Thursday, December 12, 2019

Ready?

I saw a post recently that the inane "Are you ready for the holidays?" is a question asked exclusively to women, assuming they bear the brunt of orchestrating a magic-filled and memorable holiday season for their (nuclear and extended!) family. Yes lets pile on more expectations! There isn't enough to be stressed out about with work and parenting and trying to stay sane and healthy!

Yes, I guess I am "ready" for the holidays. We did a little decorating, I got some presents for the kids online that have been delivered either here or to MIL's house, and we booked our travel (several months ago, actually). When we show up at MIL's house we can put up her little (fake, pre-lit) tree and wrap presents.

This weekend is B's birthday party---just a few friends, like he wanted. We made this super-simple---rented 2 lanes at bowling alley for 2 hours and bringing (per his request): Doritos (3 kinds!), donuts, pizza, and Sprite. I need to double check that we have plates/napkins/cups left-over from L's party---if not, we will get them at the same time we get the Dorito's and Sprite on Saturday AM. We will pick up 2 dozen fresh donuts, and order pizza. He didn't want party favors (they are babyish) or decorations (same).

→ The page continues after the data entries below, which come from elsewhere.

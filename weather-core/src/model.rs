use chrono::{DateTime, Utc};
use serde::{Deserialize, Deserializer, Serialize};
use std::{fmt, str::FromStr};

/// One provider response for one city, plus the time it was fetched.
///
/// Transient: produced by a provider and consumed by the transformer within
/// a single run.
#[derive(Debug, Clone)]
pub struct RawObservation {
    pub payload: OwPayload,
    pub extracted_at: DateTime<Utc>,
}

/// OpenWeather current-weather payload. Every field is optional so decoding
/// only fails on malformed JSON or type mismatches, never on absent keys.
#[derive(Debug, Clone, Default, Serialize, Deserialize)]
pub struct OwPayload {
    pub id: Option<i64>,
    pub name: Option<String>,
    pub coord: Option<OwCoord>,
    pub main: Option<OwMain>,
    #[serde(default, deserialize_with = "null_as_empty")]
    pub weather: Vec<OwWeather>,
    pub wind: Option<OwWind>,
    pub clouds: Option<OwClouds>,
    pub sys: Option<OwSys>,
    pub visibility: Option<i64>,
    pub dt: Option<i64>,
    pub timezone: Option<i64>,
}

/// `"weather": null` reads as an empty list, like an absent key.
fn null_as_empty<'de, D, T>(deserializer: D) -> Result<Vec<T>, D::Error>
where
    D: Deserializer<'de>,
    T: Deserialize<'de>,
{
    Ok(Option::<Vec<T>>::deserialize(deserializer)?.unwrap_or_default())
}

#[derive(Debug, Clone, Default, Serialize, Deserialize)]
pub struct OwCoord {
    pub lat: Option<f64>,
    pub lon: Option<f64>,
}

#[derive(Debug, Clone, Default, Serialize, Deserialize)]
pub struct OwMain {
    pub temp: Option<f64>,
    pub feels_like: Option<f64>,
    pub temp_min: Option<f64>,
    pub temp_max: Option<f64>,
    pub pressure: Option<i64>,
    pub humidity: Option<i64>,
    pub sea_level: Option<i64>,
    pub grnd_level: Option<i64>,
}

#[derive(Debug, Clone, Default, Serialize, Deserialize)]
pub struct OwWeather {
    pub main: Option<String>,
    pub description: Option<String>,
    pub icon: Option<String>,
}

#[derive(Debug, Clone, Default, Serialize, Deserialize)]
pub struct OwWind {
    pub speed: Option<f64>,
    pub deg: Option<i64>,
    pub gust: Option<f64>,
}

#[derive(Debug, Clone, Default, Serialize, Deserialize)]
pub struct OwClouds {
    pub all: Option<i64>,
}

#[derive(Debug, Clone, Default, Serialize, Deserialize)]
pub struct OwSys {
    pub country: Option<String>,
    pub sunrise: Option<i64>,
    pub sunset: Option<i64>,
}

/// Normalized, validated weather row as persisted in the store.
#[derive(Debug, Clone, PartialEq, Serialize, Deserialize)]
pub struct WeatherRecord {
    /// Store surrogate key; `None` until inserted.
    pub id: Option<i64>,

    pub city_id: Option<i64>,
    pub city_name: String,
    pub country_code: String,
    pub latitude: Option<f64>,
    pub longitude: Option<f64>,

    pub temperature: f64,
    pub feels_like: Option<f64>,
    pub temp_min: Option<f64>,
    pub temp_max: Option<f64>,
    pub pressure: i64,
    pub humidity: i64,
    pub sea_level_pressure: Option<i64>,
    pub ground_level_pressure: Option<i64>,

    pub weather_main: String,
    pub weather_description: Option<String>,
    pub weather_icon: Option<String>,

    pub wind_speed: Option<f64>,
    pub wind_direction: Option<i64>,
    pub wind_gust: Option<f64>,

    pub cloudiness: Option<i64>,
    pub visibility: Option<i64>,

    pub data_timestamp: Option<DateTime<Utc>>,
    pub sunrise: Option<DateTime<Utc>>,
    pub sunset: Option<DateTime<Utc>>,
    pub extracted_at: Option<DateTime<Utc>>,
    pub processed_at: Option<DateTime<Utc>>,
    pub timezone_offset: Option<i64>,

    pub heat_index: Option<f64>,
    pub temperature_category: Option<TemperatureCategory>,
    pub humidity_category: Option<HumidityCategory>,

    /// Assigned by the store on insert.
    pub created_at: Option<DateTime<Utc>>,
}

#[derive(Debug, Clone, Copy, PartialEq, Eq, Serialize, Deserialize)]
pub enum TemperatureCategory {
    Cold,
    Mild,
    Hot,
    VeryHot,
}

impl TemperatureCategory {
    /// Both band edges at 10 and 25 belong to `Mild`; 35 belongs to `Hot`.
    pub fn from_celsius(temp: f64) -> Self {
        if temp < 10.0 {
            TemperatureCategory::Cold
        } else if temp <= 25.0 {
            TemperatureCategory::Mild
        } else if temp <= 35.0 {
            TemperatureCategory::Hot
        } else {
            TemperatureCategory::VeryHot
        }
    }

    pub fn as_str(&self) -> &'static str {
        match self {
            TemperatureCategory::Cold => "Cold",
            TemperatureCategory::Mild => "Mild",
            TemperatureCategory::Hot => "Hot",
            TemperatureCategory::VeryHot => "VeryHot",
        }
    }
}

#[derive(Debug, Clone, Copy, PartialEq, Eq, Serialize, Deserialize)]
pub enum HumidityCategory {
    Low,
    Moderate,
    High,
}

impl HumidityCategory {
    pub fn from_percent(humidity: f64) -> Self {
        if humidity <= 30.0 {
            HumidityCategory::Low
        } else if humidity < 60.0 {
            HumidityCategory::Moderate
        } else {
            HumidityCategory::High
        }
    }

    pub fn as_str(&self) -> &'static str {
        match self {
            HumidityCategory::Low => "Low",
            HumidityCategory::Moderate => "Moderate",
            HumidityCategory::High => "High",
        }
    }
}

impl fmt::Display for TemperatureCategory {
    fn fmt(&self, f: &mut fmt::Formatter<'_>) -> fmt::Result {
        f.write_str(self.as_str())
    }
}

impl fmt::Display for HumidityCategory {
    fn fmt(&self, f: &mut fmt::Formatter<'_>) -> fmt::Result {
        f.write_str(self.as_str())
    }
}

impl FromStr for TemperatureCategory {
    type Err = anyhow::Error;

    fn from_str(s: &str) -> Result<Self, Self::Err> {
        match s {
            "Cold" => Ok(TemperatureCategory::Cold),
            "Mild" => Ok(TemperatureCategory::Mild),
            "Hot" => Ok(TemperatureCategory::Hot),
            "VeryHot" => Ok(TemperatureCategory::VeryHot),
            _ => Err(anyhow::anyhow!("Unknown temperature category '{s}'")),
        }
    }
}

impl FromStr for HumidityCategory {
    type Err = anyhow::Error;

    fn from_str(s: &str) -> Result<Self, Self::Err> {
        match s {
            "Low" => Ok(HumidityCategory::Low),
            "Moderate" => Ok(HumidityCategory::Moderate),
            "High" => Ok(HumidityCategory::High),
            _ => Err(anyhow::anyhow!("Unknown humidity category '{s}'")),
        }
    }
}
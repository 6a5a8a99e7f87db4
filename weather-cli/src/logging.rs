use std::path::Path;

use tracing_appender::non_blocking::WorkerGuard;
use tracing_subscriber::{EnvFilter, fmt, prelude::*};

const DEFAULT_FILTER: &str = "weather_etl=info,weather_etl_core=info";

/// Console logging, plus a daily-rolling log file when `log_dir` is set.
///
/// The returned guard must stay alive until exit so buffered file output is flushed.
pub fn init(log_dir: Option<&Path>) -> anyhow::Result<Option<WorkerGuard>> {
    let filter =
        EnvFilter::try_from_default_env().or_else(|_| EnvFilter::try_new(DEFAULT_FILTER))?;

    let console_layer = fmt::layer().with_writer(std::io::stderr);

    let (file_layer, guard) = match log_dir {
        Some(dir) => {
            std::fs::create_dir_all(dir)?;
            let appender = tracing_appender::rolling::daily(dir, "weather-etl.log");
            let (writer, guard) = tracing_appender::non_blocking(appender);
            (Some(fmt::layer().with_ansi(false).with_writer(writer)), Some(guard))
        }
        None => (None, None),
    };

    tracing_subscriber::registry().with(filter).with(console_layer).with(file_layer).init();

    Ok(guard)
}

His actual birthday is 2 weeks away---he asked for one gift (Harry Potter Yule Ball Lego set) that we ordered, and for pizza and chocolate cake (we will bake the cake and order the pizza). He also wanted to go see the new Star Wars movie on his birthday so we can make that happen.

The holidays are so chock-full of stress for me, because of (ugh) family stuff, and so much togetherness, and no time or space for myself---just surviving without having a freaking meltdown is really all I want this and every year.  Happy %*#$&* holidays. I can't wait until January 2nd.


Sunday, December 8, 2019

On the plus side

There is absolutely no way we can financially make it work. I've accepted that. I am still very happy I came out to see how different it can be in a less toxic but still highly regarded academic environment, and to get the incredible ego boost of knowing I had something valuable to offer. I gave a talk, which will go on my CV, and I also met some potential collaborators.

Basically, the answer I got (repeatedly) when I wondered how people made it work on our poorly-paid salaries was "marry rich". Too late for that and even if I wanted to find a sugar daddy I am well past my prime and doubt I'd be in demand (lol).

While work stress is problematic, living beyond our means is an even worse soul-sucking proposition. The day after the interview, after falling asleep perusing real estate, I woke up at 3 AM (as one does traveling 3 hours west) in an intense panic about how we would pay double our mortgage amount (and that's for renting a small apartment in a not-great area with a long commute) and could only breathe again when I remembered that I still have a job here and have no requirement to move anywhere.

G agrees, he likes our financial stability and the opportunity to work not-so-hard at a job he likes well enough for not that much money---so that he can spend his energy on hobbies and other interests as well as lots of time with the boys.

I'm looking out for other opportunities in other (less insane COL) areas, and will absolutely go interview if anything catches my interest. And I'm reveling in our ability to enjoy our lives, with lots of lots of extras, and still save and plan for the future.